The committee report offers a good illustration of how to get that kind of information. It cites data from the 2000 U.K. National Survey of Sexual Attitudes and Lifestyles, known as NATSAL. That survey found that 45 percent of MSM had never had genital contact with more than one male partner. Three-quarters of these single-partner men had never had anal sex; more than 60 percent had no sexual contact with men in the last year. Among men who’d had sex with men in the previous year, 40 percent had only one partner during that time, 22 percent had no activity with a partner in the last four weeks, and only 40 percent had activity with a new partner during the last four weeks. NATSAL found that the median number of partners reported by MSM in the previous year was two, but the mean was eight. That’s a huge gap. It means that a minority of gay men are intensely promiscuous, and they’re inflating the average risk data for the majority who aren’t.

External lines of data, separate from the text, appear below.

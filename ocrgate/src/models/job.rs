use serde::{Deserialize, Serialize};

use super::detection::Quad;
use crate::error::{OcrGateError, Result};

/// Languages the OCR engine is asked to recognize.
///
/// Parsed case-insensitively from every transport (JSON, form fields, CLI).
#[derive(Debug, Clone, Copy, PartialEq, Eq, Hash, Default, Serialize, utoipa::ToSchema)]
#[serde(rename_all = "lowercase")]
pub enum Language {
    Ch,
    #[default]
    En,
    Fr,
    German,
    Korean,
    Japan,
}

impl Language {
    pub const ALL: [Language; 6] = [
        Language::Ch,
        Language::En,
        Language::Fr,
        Language::German,
        Language::Korean,
        Language::Japan,
    ];

    pub fn as_str(&self) -> &'static str {
        match self {
            Self::Ch => "ch",
            Self::En => "en",
            Self::Fr => "fr",
            Self::German => "german",
            Self::Korean => "korean",
            Self::Japan => "japan",
        }
    }

    /// Tesseract traineddata name for this language.
    pub fn tesseract_code(&self) -> &'static str {
        match self {
            Self::Ch => "chi_sim",
            Self::En => "eng",
            Self::Fr => "fra",
            Self::German => "deu",
            Self::Korean => "kor",
            Self::Japan => "jpn",
        }
    }
}

impl std::fmt::Display for Language {
    fn fmt(&self, f: &mut std::fmt::Formatter<'_>) -> std::fmt::Result {
        f.write_str(self.as_str())
    }
}

impl std::str::FromStr for Language {
    type Err = String;

    fn from_str(s: &str) -> std::result::Result<Self, Self::Err> {
        let lower = s.trim().to_lowercase();
        Language::ALL
            .into_iter()
            .find(|lang| lang.as_str() == lower)
            .ok_or_else(|| {
                format!(
                    "unsupported language '{s}', supported: {}",
                    Language::ALL.map(|l| l.as_str()).join(", ")
                )
            })
    }
}

impl<'de> Deserialize<'de> for Language {
    fn deserialize<D>(deserializer: D) -> std::result::Result<Self, D::Error>
    where
        D: serde::Deserializer<'de>,
    {
        let value = String::deserialize(deserializer)?;
        value.parse().map_err(serde::de::Error::custom)
    }
}

/// An OCR job as received from a transport.
#[derive(Debug, Clone, Serialize, Deserialize, utoipa::ToSchema)]
pub struct JobRequest {
    /// Base64 image payload, optionally with a `data:image/...;base64,` prefix.
    pub image: String,
    #[serde(default)]
    pub lang: Language,
    /// Detections at or below this score are dropped. Defaults to the configured value.
    #[serde(default, skip_serializing_if = "Option::is_none")]
    pub confidence: Option<f64>,
    #[serde(
        default,
        alias = "destinationFolder",
        alias = "caminho_pasta",
        skip_serializing_if = "Option::is_none"
    )]
    pub destination_folder: Option<String>,
    #[serde(default, alias = "nome_arquivo", skip_serializing_if = "Option::is_none")]
    pub filename: Option<String>,
    /// Include the space-joined text of all rows in the result.
    #[serde(default = "default_include_text", alias = "includeText")]
    pub include_text: bool,
}

fn default_include_text() -> bool {
    true
}

impl JobRequest {
    pub fn new(image: impl Into<String>) -> Self {
        Self {
            image: image.into(),
            lang: Language::default(),
            confidence: None,
            destination_folder: None,
            filename: None,
            include_text: true,
        }
    }

    /// Boundary validation; everything past this point trusts the request.
    pub fn validate(&self) -> Result<()> {
        if self.image.trim().is_empty() {
            return Err(OcrGateError::Validation("image is required".to_string()));
        }

        if let Some(confidence) = self.confidence {
            validate_confidence(confidence)?;
        }

        if let Some(ref folder) = self.destination_folder {
            if folder.trim().is_empty() {
                return Err(OcrGateError::Validation(
                    "destination_folder cannot be empty".to_string(),
                ));
            }
        }

        if let Some(ref filename) = self.filename {
            validate_filename(filename)?;
        }

        Ok(())
    }
}

pub fn validate_confidence(confidence: f64) -> Result<()> {
    if !confidence.is_finite() || !(0.0..=1.0).contains(&confidence) {
        return Err(OcrGateError::Validation(format!(
            "confidence must be between 0 and 1, got {confidence}"
        )));
    }
    Ok(())
}

pub fn validate_filename(filename: &str) -> Result<()> {
    let trimmed = filename.trim();
    if trimmed.is_empty()
        || trimmed.contains('/')
        || trimmed.contains('\\')
        || trimmed.contains("..")
    {
        return Err(OcrGateError::Validation(format!(
            "filename must be a plain file name, got '{filename}'"
        )));
    }
    Ok(())
}

/// Box column of a result row.
#[derive(Debug, Clone, PartialEq, Serialize, Deserialize)]
#[serde(untagged)]
pub enum RowBox {
    Points(Quad),
    /// Legacy form: the point list as a JSON-encoded string.
    Encoded(String),
}

#[derive(Debug, Clone, PartialEq, Serialize, Deserialize, utoipa::ToSchema)]
pub struct ResultRow {
    /// Point list `[[x, y], ...]`, or its JSON-encoded string in legacy mode.
    #[serde(rename = "box")]
    #[schema(value_type = Object)]
    pub bbox: RowBox,
    /// Confidence rounded to 3 decimals.
    pub score: f64,
    pub text: String,
}

#[derive(Debug, Clone, PartialEq, Serialize, Deserialize, utoipa::ToSchema)]
pub struct JobResult {
    /// Overlay image, base64 PNG.
    pub overlay_image: String,
    pub rows: Vec<ResultRow>,
    #[serde(default, skip_serializing_if = "Option::is_none")]
    pub extracted_text: Option<String>,
}

/// Outcome of best-effort artifact persistence for one job.
#[derive(Debug, Clone, Default, PartialEq, Serialize, Deserialize, utoipa::ToSchema)]
pub struct ArtifactReport {
    #[serde(default, skip_serializing_if = "Option::is_none")]
    pub object_id: Option<String>,
    #[serde(default, skip_serializing_if = "Vec::is_empty")]
    pub saved_files: Vec<String>,
    #[serde(default, skip_serializing_if = "Vec::is_empty")]
    pub errors: Vec<String>,
}

impl ArtifactReport {
    pub fn is_empty(&self) -> bool {
        self.object_id.is_none() && self.saved_files.is_empty() && self.errors.is_empty()
    }
}

/// What a transport hands back for a successful job.
#[derive(Debug, Clone, PartialEq, Serialize, Deserialize, utoipa::ToSchema)]
pub struct JobResponse {
    #[serde(flatten)]
    pub result: JobResult,
    #[serde(default, skip_serializing_if = "Option::is_none")]
    pub artifacts: Option<ArtifactReport>,
}

/// Linear progression of a job through the pipeline.
#[derive(Debug, Clone, Copy, PartialEq, Eq, Serialize, Deserialize)]
#[serde(rename_all = "snake_case")]
pub enum JobStage {
    Received,
    Decoded,
    Inferred,
    Filtered,
    Overlaid,
    Serialized,
    Delivered,
}

impl std::fmt::Display for JobStage {
    fn fmt(&self, f: &mut std::fmt::Formatter<'_>) -> std::fmt::Result {
        match self {
            Self::Received => write!(f, "received"),
            Self::Decoded => write!(f, "decoded"),
            Self::Inferred => write!(f, "inferred"),
            Self::Filtered => write!(f, "filtered"),
            Self::Overlaid => write!(f, "overlaid"),
            Self::Serialized => write!(f, "serialized"),
            Self::Delivered => write!(f, "delivered"),
        }
    }
}

#[cfg(test)]
mod tests {
    use super::*;
    use crate::models::detection::rect_quad;

    #[test]
    fn test_request_defaults() {
        let req: JobRequest = serde_json::from_str(r#"{"image": "aGk="}"#).unwrap();
        assert_eq!(req.lang, Language::En);
        assert!(req.confidence.is_none());
        assert!(req.destination_folder.is_none());
        assert!(req.filename.is_none());
        assert!(req.include_text);
    }

    #[test]
    fn test_request_legacy_aliases() {
        let req: JobRequest = serde_json::from_str(
            r#"{"image": "aGk=", "lang": "german", "confidence": 0.7,
                "caminho_pasta": "imagens", "nome_arquivo": "imagem.png"}"#,
        )
        .unwrap();
        assert_eq!(req.lang, Language::German);
        assert_eq!(req.confidence, Some(0.7));
        assert_eq!(req.destination_folder.as_deref(), Some("imagens"));
        assert_eq!(req.filename.as_deref(), Some("imagem.png"));
    }

    #[test]
    fn test_language_case_insensitive_like_form_fields() {
        let req: JobRequest =
            serde_json::from_str(r#"{"image": "aGk=", "lang": "EN"}"#).unwrap();
        assert_eq!(req.lang, Language::En);
        assert_eq!("EN".parse::<Language>().unwrap(), req.lang);
        assert_eq!(serde_json::to_value(Language::Korean).unwrap(), "korean");
    }

    #[test]
    fn test_unknown_language_rejected() {
        let result = serde_json::from_str::<JobRequest>(r#"{"image": "aGk=", "lang": "klingon"}"#);
        assert!(result.is_err());
        assert!("klingon".parse::<Language>().is_err());
        assert_eq!("Japan".parse::<Language>().unwrap(), Language::Japan);
    }

    #[test]
    fn test_validate_rejects_bad_input() {
        assert!(JobRequest::new("   ").validate().is_err());

        let mut req = JobRequest::new("aGk=");
        req.confidence = Some(1.5);
        assert!(req.validate().is_err());

        req.confidence = Some(f64::NAN);
        assert!(req.validate().is_err());

        req.confidence = Some(0.0);
        assert!(req.validate().is_ok());

        req.filename = Some("../etc/passwd".to_string());
        assert!(req.validate().is_err());

        req.filename = Some("scan.png".to_string());
        assert!(req.validate().is_ok());
    }

    #[test]
    fn test_tesseract_codes() {
        assert_eq!(Language::Ch.tesseract_code(), "chi_sim");
        assert_eq!(Language::German.tesseract_code(), "deu");
        assert_eq!(Language::Japan.tesseract_code(), "jpn");
    }

    #[test]
    fn test_row_box_shapes() {
        let structured = ResultRow {
            bbox: RowBox::Points(rect_quad(0.0, 0.0, 2.0, 1.0)),
            score: 0.9,
            text: "a".to_string(),
        };
        let json = serde_json::to_value(&structured).unwrap();
        assert!(json["box"].is_array());

        let legacy = ResultRow {
            bbox: RowBox::Encoded("[[0.0, 0.0]]".to_string()),
            score: 0.9,
            text: "a".to_string(),
        };
        let json = serde_json::to_value(&legacy).unwrap();
        assert_eq!(json["box"], "[[0.0, 0.0]]");
    }

    #[test]
    fn test_response_flattens_result() {
        let response = JobResponse {
            result: JobResult {
                overlay_image: "abc".to_string(),
                rows: vec![],
                extracted_text: Some(String::new()),
            },
            artifacts: None,
        };
        let json = serde_json::to_value(&response).unwrap();
        assert_eq!(json["overlay_image"], "abc");
        assert_eq!(json["rows"], serde_json::json!([]));
        assert_eq!(json["extracted_text"], "");
        assert!(json.get("artifacts").is_none());
    }
}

How did NATSAL get this kind of information? By asking for it. The current U.K. blood donor questionnaire asks, “Are you a man who has ever had oral or anal sex with a man, with or without a condom?” If you say yes, you’re told not to give blood. The NATSAL questionnaire goes much deeper. It asks how many sex partners you’ve had in the last year, the last three months, the last four weeks, and the last seven days. It asks how many times you’ve had sex during each of these time frames, and how many times you’ve used a condom. It asks whether your partners were male or female and what kind of sex you had with them: vaginal, oral, or anal. It asks whether you were giving or receiving the oral sex and whether, during anal penetration, you were pitching or catching. It asks these things not just in general but specifically about your most recent encounter.

That’s the kind of interrogation you’ll have to endure if we’re going to assess your precise risk of donating infected blood. And that’s why the U.K. committee didn’t go that route, even though the interrogations would be confidential. “Studies suggest that the introduction of extensive donor health check questionnaires regarding sexual history will lead to a loss of existing donors,” the committee concludes. “As a consequence of these factors, the review group excluded a sexual behavior based deferral at this moment in time.”

So there’s your challenge. To make specific behaviors, rather than group membership, the basis for donor screening, you’ll have to persuade blood collection agencies that they’ll lose fewer donors from behavioral interrogation than from excluding or deferring gay men. You’ll have to take one for the team—in this case, for the other team. You’ll have to surrender some of your privacy as well as your blood. Are you up for that?